Pull out every line of the listing below where "entry" appears.

*** The input

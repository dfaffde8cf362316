//! Deferred workspace removal.
//!
//! A single background thread owns every workspace removal so the response
//! path never waits on disk reclamation. Tasks carry an initial delay (a
//! just-exited tool may still hold file handles) and get exactly one retry
//! after a longer delay if the first attempt fails. A removal that fails
//! twice is logged and abandoned; it is never a job failure.

use std::cmp::Reverse;
use std::collections::BinaryHeap;
use std::path::PathBuf;
use std::sync::mpsc::{self, Receiver, RecvTimeoutError, Sender};
use std::thread::{self, JoinHandle};
use std::time::{Duration, Instant};

use crate::workspace::destroy;

/// One pending removal.
#[derive(Debug, PartialEq, Eq)]
struct PendingRemoval {
    due: Instant,
    path: PathBuf,
    retry_delay: Duration,
    attempt: u32,
}

impl Ord for PendingRemoval {
    fn cmp(&self, other: &Self) -> std::cmp::Ordering {
        self.due
            .cmp(&other.due)
            .then_with(|| self.path.cmp(&other.path))
    }
}

impl PartialOrd for PendingRemoval {
    fn partial_cmp(&self, other: &Self) -> Option<std::cmp::Ordering> {
        Some(self.cmp(other))
    }
}

enum Message {
    Schedule(PendingRemoval),
    Shutdown,
}

/// Handle to the cleanup thread.
pub struct CleanupQueue {
    tx: Sender<Message>,
    handle: Option<JoinHandle<()>>,
}

impl CleanupQueue {
    /// Start the cleanup thread.
    pub fn new() -> Self {
        let (tx, rx) = mpsc::channel();
        let handle = thread::Builder::new()
            .name("apkforge-cleaner".to_string())
            .spawn(move || run_loop(rx))
            .ok();

        Self { tx, handle }
    }

    /// Schedule `path` for removal after `initial_delay`, with one retry
    /// after `retry_delay` if the first attempt fails.
    pub fn schedule(&self, path: PathBuf, initial_delay: Duration, retry_delay: Duration) {
        let task = PendingRemoval {
            due: Instant::now() + initial_delay,
            path,
            retry_delay,
            attempt: 0,
        };
        if self.tx.send(Message::Schedule(task)).is_err() {
            eprintln!("[cleaner] queue is gone; workspace left on disk");
        }
    }

    /// Stop the thread, attempting every still-pending removal immediately.
    pub fn shutdown(mut self) {
        let _ = self.tx.send(Message::Shutdown);
        if let Some(handle) = self.handle.take() {
            let _ = handle.join();
        }
    }
}

impl Default for CleanupQueue {
    fn default() -> Self {
        Self::new()
    }
}

impl Drop for CleanupQueue {
    fn drop(&mut self) {
        let _ = self.tx.send(Message::Shutdown);
        if let Some(handle) = self.handle.take() {
            let _ = handle.join();
        }
    }
}

fn run_loop(rx: Receiver<Message>) {
    let mut pending: BinaryHeap<Reverse<PendingRemoval>> = BinaryHeap::new();

    loop {
        // Block until the next task is due, or indefinitely when idle.
        let message = match pending.peek() {
            Some(Reverse(next)) => {
                let wait = next.due.saturating_duration_since(Instant::now());
                match rx.recv_timeout(wait) {
                    Ok(message) => Some(message),
                    Err(RecvTimeoutError::Timeout) => None,
                    Err(RecvTimeoutError::Disconnected) => break,
                }
            }
            None => match rx.recv() {
                Ok(message) => Some(message),
                Err(_) => break,
            },
        };

        match message {
            Some(Message::Schedule(task)) => {
                pending.push(Reverse(task));
            }
            Some(Message::Shutdown) => break,
            None => {}
        }

        // Run everything that has come due.
        while let Some(Reverse(next)) = pending.peek() {
            if next.due > Instant::now() {
                break;
            }
            if let Some(Reverse(task)) = pending.pop() {
                if let Some(retry) = attempt_removal(task) {
                    pending.push(Reverse(retry));
                }
            }
        }
    }

    // Final drain: attempt every remaining task once, ignoring delays, so a
    // clean shutdown does not leak workspaces.
    for Reverse(task) in pending.into_sorted_vec() {
        let _ = attempt_removal(task);
    }
}

/// Try one removal. Returns the retry task if this attempt failed and a
/// retry is still available.
fn attempt_removal(task: PendingRemoval) -> Option<PendingRemoval> {
    match destroy(&task.path) {
        Ok(()) => None,
        Err(e) if task.attempt == 0 => {
            eprintln!(
                "[cleaner] removal of {} failed ({}), retrying in {:?}",
                task.path.display(),
                e,
                task.retry_delay
            );
            Some(PendingRemoval {
                due: Instant::now() + task.retry_delay,
                path: task.path,
                retry_delay: task.retry_delay,
                attempt: 1,
            })
        }
        Err(e) => {
            eprintln!(
                "[cleaner] giving up on {}: {}",
                task.path.display(),
                e
            );
            None
        }
    }
}
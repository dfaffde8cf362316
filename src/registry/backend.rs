//! Durable metadata backend.
//!
//! The registry persists records through this trait; the production remote
//! key-value store is a collaborator specified only by the interface. The
//! shipped implementation keeps one JSON file per record under
//! `<root>/<owner_id>/<artifact_id>.json`, written atomically.

use std::fs;
use std::io;
use std::path::PathBuf;

use thiserror::Error;

use apkforge_protocol::ArtifactRecord;

/// Errors from backend operations.
#[derive(Debug, Error)]
pub enum BackendError {
    #[error("I/O error: {0}")]
    Io(#[from] io::Error),

    #[error("record serialization error: {0}")]
    Json(#[from] serde_json::Error),
}

/// Durable key-value collaborator with per-owner sub-collections.
pub trait MetadataBackend: Send + Sync {
    /// Write a record at (owner, artifact id), replacing any previous one.
    fn put(&self, record: &ArtifactRecord) -> Result<(), BackendError>;

    /// Point read.
    fn get(&self, owner_id: &str, artifact_id: &str)
        -> Result<Option<ArtifactRecord>, BackendError>;

    /// All records under one owner.
    fn list_owner(&self, owner_id: &str) -> Result<Vec<ArtifactRecord>, BackendError>;

    /// All owners with at least one record.
    fn owners(&self) -> Result<Vec<String>, BackendError>;

    /// Point delete. Deleting a missing record is a no-op.
    fn delete(&self, owner_id: &str, artifact_id: &str) -> Result<(), BackendError>;
}

/// File-per-record backend.
pub struct JsonFileBackend {
    root: PathBuf,
}

impl JsonFileBackend {
    /// Open (and create if needed) a backend rooted at `root`.
    pub fn new(root: impl Into<PathBuf>) -> Result<Self, BackendError> {
        let root = root.into();
        fs::create_dir_all(&root)?;
        Ok(Self { root })
    }

    fn owner_dir(&self, owner_id: &str) -> PathBuf {
        self.root.join(owner_id)
    }

    fn record_path(&self, owner_id: &str, artifact_id: &str) -> PathBuf {
        self.owner_dir(owner_id).join(format!("{}.json", artifact_id))
    }
}

impl MetadataBackend for JsonFileBackend {
    fn put(&self, record: &ArtifactRecord) -> Result<(), BackendError> {
        let dir = self.owner_dir(&record.owner_id);
        fs::create_dir_all(&dir)?;

        let json = serde_json::to_string_pretty(record)?;
        let final_path = self.record_path(&record.owner_id, &record.artifact_id);
        let temp_path = dir.join(format!(".{}.tmp", record.artifact_id));

        fs::write(&temp_path, &json)?;
        fs::rename(&temp_path, &final_path)?;

        Ok(())
    }

    fn get(
        &self,
        owner_id: &str,
        artifact_id: &str,
    ) -> Result<Option<ArtifactRecord>, BackendError> {
        let path = self.record_path(owner_id, artifact_id);
        let json = match fs::read_to_string(&path) {
            Ok(json) => json,
            Err(e) if e.kind() == io::ErrorKind::NotFound => return Ok(None),
            Err(e) => return Err(BackendError::Io(e)),
        };
        Ok(Some(serde_json::from_str(&json)?))
    }

    fn list_owner(&self, owner_id: &str) -> Result<Vec<ArtifactRecord>, BackendError> {
        let dir = self.owner_dir(owner_id);
        let entries = match fs::read_dir(&dir) {
            Ok(entries) => entries,
            Err(e) if e.kind() == io::ErrorKind::NotFound => return Ok(Vec::new()),
            Err(e) => return Err(BackendError::Io(e)),
        };

        let mut records = Vec::new();
        for entry in entries {
            let entry = entry?;
            let path = entry.path();
            let is_record = path.extension().map(|e| e == "json").unwrap_or(false)
                && !entry.file_name().to_string_lossy().starts_with('.');
            if !is_record {
                continue;
            }

            match fs::read_to_string(&path).map_err(BackendError::Io).and_then(|json| {
                serde_json::from_str::<ArtifactRecord>(&json).map_err(BackendError::Json)
            }) {
                Ok(record) => records.push(record),
                Err(e) => {
                    // A corrupt record must not take listing down with it.
                    eprintln!(
                        "[registry] skipping unreadable record {}: {}",
                        path.display(),
                        e
                    );
                }
            }
        }

        Ok(records)
    }

    fn owners(&self) -> Result<Vec<String>, BackendError> {
        let mut owners = Vec::new();
        for entry in fs::read_dir(&self.root)? {
            let entry = entry?;
            if entry.path().is_dir() {
                owners.push(entry.file_name().to_string_lossy().into_owned());
            }
        }
        Ok(owners)
    }

    fn delete(&self, owner_id: &str, artifact_id: &str) -> Result<(), BackendError> {
        let path = self.record_path(owner_id, artifact_id);
        match fs::remove_file(&path) {
            Ok(()) => {}
            Err(e) if e.kind() == io::ErrorKind::NotFound => {}
            Err(e) => return Err(BackendError::Io(e)),
        }

        // Drop the owner directory once empty; fails silently when it isn't.
        let _ = fs::remove_dir(self.owner_dir(owner_id));

        Ok(())
    }
}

******

> Response to the exercise:
        for entry in entries {
            let entry = entry?;
            let path = entry.path();
                && !entry.file_name().to_string_lossy().starts_with('.');
        for entry in fs::read_dir(&self.root)? {
            let entry = entry?;
            if entry.path().is_dir() {
                owners.push(entry.file_name().to_string_lossy().into_owned());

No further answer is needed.